Editor of the collection Gary Groth supplies a detailed intro that describes the context of the late 1950s and the strip’s beginnings, including many quotes from Feiffer himself about his objectives, and how he arrived at the unique combination of political and psychological satire that became his distinctive style.
Feiffer’s cartoons put the people of New York under a microscope and examined their fears and neuroses, their desires and obsessions in monologues and conversations that unfolded like tiny playlets. The protagonists were all recognisable ‘types’ of men and women talking about their relationships with each other, arguing about political ideas, social constructions, sexual situations, cultural and racial problems, trying to justify themselves in psychoanalytic terms, trying to convince others of the rightness of their beliefs, or desperately commenting on their own shortcomings in unexpectedly hilarious ways.
Feiffer’s drawing emphasised movement and postures, revealing character through observation of body language in scribbled lines that did just enough to describe a personality.
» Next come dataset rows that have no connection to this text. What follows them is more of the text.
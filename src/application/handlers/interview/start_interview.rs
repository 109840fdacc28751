//! StartInterviewHandler - Command handler for opening an interview.

use std::sync::Arc;

use crate::domain::conversation::{greeting_prompt, Turn, FALLBACK_GREETING};
use crate::domain::foundation::{ProblemId, UserId};
use crate::domain::interview::{Interview, InterviewError, ProblemSnapshot};
use crate::ports::{InterviewRepository, MessageRepository, ModelGateway};

/// Command to start a new interview.
#[derive(Debug, Clone)]
pub struct StartInterviewCommand {
    pub user_id: UserId,
    pub problem_id: ProblemId,
    pub problem_snapshot: ProblemSnapshot,
}

/// Result of a started interview.
#[derive(Debug, Clone)]
pub struct StartInterviewResult {
    pub interview: Interview,
    /// First assistant turn of the conversation.
    pub greeting: Turn,
    /// True when the model failed and the fixed greeting was used.
    pub fallback_used: bool,
}

/// Handler for starting interviews.
///
/// The interview exists even if the greeting cannot be generated.
pub struct StartInterviewHandler {
    interviews: Arc<dyn InterviewRepository>,
    messages: Arc<dyn MessageRepository>,
    gateway: Arc<dyn ModelGateway>,
}

impl StartInterviewHandler {
    pub fn new(
        interviews: Arc<dyn InterviewRepository>,
        messages: Arc<dyn MessageRepository>,
        gateway: Arc<dyn ModelGateway>,
    ) -> Self {
        Self {
            interviews,
            messages,
            gateway,
        }
    }

    pub async fn handle(
        &self,
        cmd: StartInterviewCommand,
    ) -> Result<StartInterviewResult, InterviewError> {
        // 1. Create and persist the interview
        let interview = Interview::start(cmd.user_id, cmd.problem_id, cmd.problem_snapshot);
        self.interviews.save(&interview).await?;

        // 2. Ask the model for a greeting, falling back on any failure
        let prompt = greeting_prompt(interview.problem_snapshot());
        let (text, fallback_used) = match self.gateway.generate_once(&prompt).await {
            Ok(text) if !text.trim().is_empty() => (text, false),
            Ok(_) => {
                tracing::warn!(
                    interview_id = %interview.id(),
                    "Model returned an empty greeting, using fallback"
                );
                (FALLBACK_GREETING.to_string(), true)
            }
            Err(err) => {
                tracing::warn!(
                    interview_id = %interview.id(),
                    error = %err,
                    "Greeting generation failed, using fallback"
                );
                (FALLBACK_GREETING.to_string(), true)
            }
        };

        // 3. Persist the greeting as the first assistant turn
        let greeting = Turn::assistant(*interview.id(), text);
        self.messages.append(&greeting).await?;

        tracing::info!(
            interview_id = %interview.id(),
            user_id = %interview.user_id(),
            problem_id = %interview.problem_id(),
            fallback_used,
            "Interview started"
        );

        Ok(StartInterviewResult {
            interview,
            greeting,
            fallback_used,
        })
    }
}

#[cfg(test)]
mod tests {
    use super::*;
    use crate::adapters::memory::InMemoryInterviewStore;
    use crate::application::handlers::interview::test_support::{
        candidate, gateway, two_sum_snapshot, FlakyStore,
    };
    use crate::domain::conversation::TurnRole;
    use crate::domain::foundation::InterviewStatus;
    use crate::ports::GatewayError;

    fn command() -> StartInterviewCommand {
        StartInterviewCommand {
            user_id: candidate(),
            problem_id: ProblemId::new(),
            problem_snapshot: two_sum_snapshot(),
        }
    }

    fn handler(
        store: &InMemoryInterviewStore,
        gateway: &crate::adapters::ai::MockModelGateway,
    ) -> StartInterviewHandler {
        StartInterviewHandler::new(
            Arc::new(store.clone()),
            Arc::new(store.clone()),
            Arc::new(gateway.clone()),
        )
    }

    #[tokio::test]
    async fn creates_active_interview_with_greeting() {
        let store = InMemoryInterviewStore::new();
        let gateway = gateway().with_response("Hi! How would you approach Two Sum?");

        let result = handler(&store, &gateway).handle(command()).await.unwrap();

        assert_eq!(result.interview.status(), InterviewStatus::Active);
        assert!(result.interview.ended_at().is_none());
        assert_eq!(result.greeting.content, "Hi! How would you approach Two Sum?");
        assert!(!result.fallback_used);

        let turns = MessageRepository::list_by_interview(&store, result.interview.id())
            .await
            .unwrap();
        assert_eq!(turns.len(), 1);
        assert_eq!(turns[0].role, TurnRole::Assistant);
        assert_eq!(turns[0].id, result.greeting.id);
    }

    #[tokio::test]
    async fn greeting_prompt_embeds_snapshot() {
        let store = InMemoryInterviewStore::new();
        let gateway = gateway();

        handler(&store, &gateway).handle(command()).await.unwrap();

        let call = gateway.last_call().unwrap();
        let prompt = call.as_once().unwrap();
        assert!(prompt.contains(r#"{"title":"Two Sum"}"#));
        assert!(prompt.ends_with("explain their initial thought process."));
    }

    #[tokio::test]
    async fn gateway_failure_uses_fallback_greeting() {
        let store = InMemoryInterviewStore::new();
        let gateway = gateway().with_error(GatewayError::unavailable("down"));

        let result = handler(&store, &gateway).handle(command()).await.unwrap();

        assert!(result.fallback_used);
        assert_eq!(result.greeting.content, FALLBACK_GREETING);
        assert_eq!(store.interview_count().await, 1);
        assert_eq!(store.turn_count(result.interview.id()).await, 1);
    }

    #[tokio::test]
    async fn blank_greeting_uses_fallback() {
        let store = InMemoryInterviewStore::new();
        let gateway = gateway().with_response("   ");

        let result = handler(&store, &gateway).handle(command()).await.unwrap();
        assert_eq!(result.greeting.content, FALLBACK_GREETING);
    }

    #[tokio::test]
    async fn store_failure_aborts_before_gateway_call() {
        let store = FlakyStore::new();
        store.fail_interview_writes();
        let gateway = gateway();
        let handler = StartInterviewHandler::new(
            Arc::new(store.clone()),
            Arc::new(store.clone()),
            Arc::new(gateway.clone()),
        );

        let err = handler.handle(command()).await.unwrap_err();

        assert!(matches!(err, InterviewError::Infrastructure(_)));
        assert_eq!(gateway.call_count(), 0);
        assert_eq!(store.inner.interview_count().await, 0);
    }
}
//! Application layer - Commands, Queries, and Handlers.
//!
//! This layer orchestrates domain operations and coordinates between ports.
//! `InterviewFacade` composes the handlers behind string-keyed operations.

mod facade;
pub mod handlers;

pub use facade::InterviewFacade;
pub use handlers::interview::{
    AbandonInterviewCommand, AbandonInterviewHandler, EndInterviewCommand, EndInterviewHandler,
    EndInterviewResult, GetHistoryHandler, GetHistoryQuery, GetInterviewHandler,
    GetInterviewQuery, InterviewDetails, ListInterviewsHandler, ListInterviewsQuery,
    SendMessageCommand, SendMessageHandler, SendMessageResult, StartInterviewCommand,
    StartInterviewHandler, StartInterviewResult, SubmitCodeCommand, SubmitCodeHandler,
    SubmitCodeResult,
};
//! InterviewFacade - the entry point callers use to drive interviews.
//!
//! Accepts raw identifiers as strings, rejects unparseable ones before any
//! store access, and delegates everything else to the handlers.

use std::sync::Arc;

use crate::domain::conversation::Turn;
use crate::domain::foundation::{InterviewId, ProblemId, UserId};
use crate::domain::interview::{Interview, InterviewError, ProblemSnapshot};
use crate::ports::{
    EvaluationRepository, InterviewRepository, MessageRepository, ModelGateway,
    SubmissionRepository,
};

use super::handlers::interview::{
    AbandonInterviewCommand, AbandonInterviewHandler, EndInterviewCommand, EndInterviewHandler,
    EndInterviewResult, GetHistoryHandler, GetHistoryQuery, GetInterviewHandler,
    GetInterviewQuery, InterviewDetails, ListInterviewsHandler, ListInterviewsQuery,
    SendMessageCommand, SendMessageHandler, SendMessageResult, StartInterviewCommand,
    StartInterviewHandler, StartInterviewResult, SubmitCodeCommand, SubmitCodeHandler,
    SubmitCodeResult,
};

/// Composition of all interview handlers behind string-keyed operations.
#[derive(Clone)]
pub struct InterviewFacade {
    start: Arc<StartInterviewHandler>,
    send: Arc<SendMessageHandler>,
    history: Arc<GetHistoryHandler>,
    end: Arc<EndInterviewHandler>,
    get: Arc<GetInterviewHandler>,
    list: Arc<ListInterviewsHandler>,
    submit: Arc<SubmitCodeHandler>,
    abandon: Arc<AbandonInterviewHandler>,
}

impl InterviewFacade {
    pub fn new(
        interviews: Arc<dyn InterviewRepository>,
        messages: Arc<dyn MessageRepository>,
        submissions: Arc<dyn SubmissionRepository>,
        evaluations: Arc<dyn EvaluationRepository>,
        gateway: Arc<dyn ModelGateway>,
    ) -> Self {
        Self {
            start: Arc::new(StartInterviewHandler::new(
                interviews.clone(),
                messages.clone(),
                gateway.clone(),
            )),
            send: Arc::new(SendMessageHandler::new(
                interviews.clone(),
                messages.clone(),
                gateway.clone(),
            )),
            history: Arc::new(GetHistoryHandler::new(interviews.clone(), messages.clone())),
            end: Arc::new(EndInterviewHandler::new(
                interviews.clone(),
                messages.clone(),
                submissions.clone(),
                evaluations.clone(),
                gateway.clone(),
            )),
            get: Arc::new(GetInterviewHandler::new(
                interviews.clone(),
                messages,
                submissions.clone(),
                evaluations,
            )),
            list: Arc::new(ListInterviewsHandler::new(interviews.clone())),
            submit: Arc::new(SubmitCodeHandler::new(
                interviews.clone(),
                submissions,
                gateway,
            )),
            abandon: Arc::new(AbandonInterviewHandler::new(interviews)),
        }
    }

    /// StartInterview(userId, problemId, problemSnapshot) → (interview, greeting).
    pub async fn start_interview(
        &self,
        user_id: &str,
        problem_id: &str,
        problem_snapshot: serde_json::Value,
    ) -> Result<StartInterviewResult, InterviewError> {
        let cmd = StartInterviewCommand {
            user_id: parse_user_id(user_id)?,
            problem_id: parse_id::<ProblemId>("problem_id", problem_id)?,
            problem_snapshot: ProblemSnapshot::new(problem_snapshot).map_err(|e| {
                InterviewError::invalid_argument("problem_snapshot", e.to_string())
            })?,
        };
        self.start.handle(cmd).await
    }

    /// SendMessage(interviewId, content, code?, language?) → (user turn, reply).
    pub async fn send_message(
        &self,
        interview_id: &str,
        content: impl Into<String>,
        code: Option<String>,
        language: Option<String>,
    ) -> Result<SendMessageResult, InterviewError> {
        let cmd = SendMessageCommand {
            interview_id: parse_interview_id(interview_id)?,
            content: content.into(),
            code,
            language,
        };
        self.send.handle(cmd).await
    }

    /// GetHistory(interviewId) → ordered turns.
    pub async fn get_history(&self, interview_id: &str) -> Result<Vec<Turn>, InterviewError> {
        let query = GetHistoryQuery {
            interview_id: parse_interview_id(interview_id)?,
        };
        self.history.handle(query).await
    }

    /// EndInterview(interviewId) → evaluation summary.
    pub async fn end_interview(
        &self,
        interview_id: &str,
    ) -> Result<EndInterviewResult, InterviewError> {
        let cmd = EndInterviewCommand {
            interview_id: parse_interview_id(interview_id)?,
        };
        self.end.handle(cmd).await
    }

    pub async fn get_interview(
        &self,
        interview_id: &str,
    ) -> Result<InterviewDetails, InterviewError> {
        let query = GetInterviewQuery {
            interview_id: parse_interview_id(interview_id)?,
        };
        self.get.handle(query).await
    }

    pub async fn list_interviews(&self, user_id: &str) -> Result<Vec<Interview>, InterviewError> {
        let query = ListInterviewsQuery {
            user_id: parse_user_id(user_id)?,
        };
        self.list.handle(query).await
    }

    pub async fn submit_code(
        &self,
        interview_id: &str,
        code: impl Into<String>,
        language: Option<String>,
    ) -> Result<SubmitCodeResult, InterviewError> {
        let cmd = SubmitCodeCommand {
            interview_id: parse_interview_id(interview_id)?,
            code: code.into(),
            language,
        };
        self.submit.handle(cmd).await
    }

    pub async fn abandon_interview(&self, interview_id: &str) -> Result<Interview, InterviewError> {
        let cmd = AbandonInterviewCommand {
            interview_id: parse_interview_id(interview_id)?,
        };
        self.abandon.handle(cmd).await
    }
}

fn parse_interview_id(raw: &str) -> Result<InterviewId, InterviewError> {
    parse_id("interview_id", raw)
}

fn parse_id<T>(field: &str, raw: &str) -> Result<T, InterviewError>
where
    T: std::str::FromStr<Err = uuid::Error>,
{
    raw.trim()
        .parse()
        .map_err(|e: uuid::Error| InterviewError::invalid_argument(field, e.to_string()))
}

fn parse_user_id(raw: &str) -> Result<UserId, InterviewError> {
    UserId::new(raw).map_err(|e| InterviewError::invalid_argument("user_id", e.to_string()))
}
The minimal but highly expressive drawings float in white space, anchored by the clouds of words that spill out of their busy mouths. His layouts have no backgrounds, no panels or panel borders, which focuses all the attention on the people and what they are saying, taking it for granted that you will know the kinds of places they go, and what their circumstances are likely to be.
Nobody was presenting work like this in newspapers at the time. “What really made the break was when the Observer in London picked me up, thereby blowing away the conventional wisdom that my stuff could only work in the Village. I was actually far more popular in England at the time. I became a craze over there, the way I wasn’t yet over here.” Feiffer changed the idea of what newspaper cartooning could be, especially when he combined his caricatures of people with political commentary to criticise Presidents, civil rights, the military/industrial complex, Vietnam, and television’s role in pacifying the nation. In 1986, he received a Pulitzer Prize for political cartooning.
This collection of his first of four decades of strips has dated far less than you’d expect outside of the obvious topical references to Presidents Nixon, Johnson, and 1960s pop culture. It’s a huge book, but read a few at a time and they’ll slip by so easily you’ll barely feel them sting.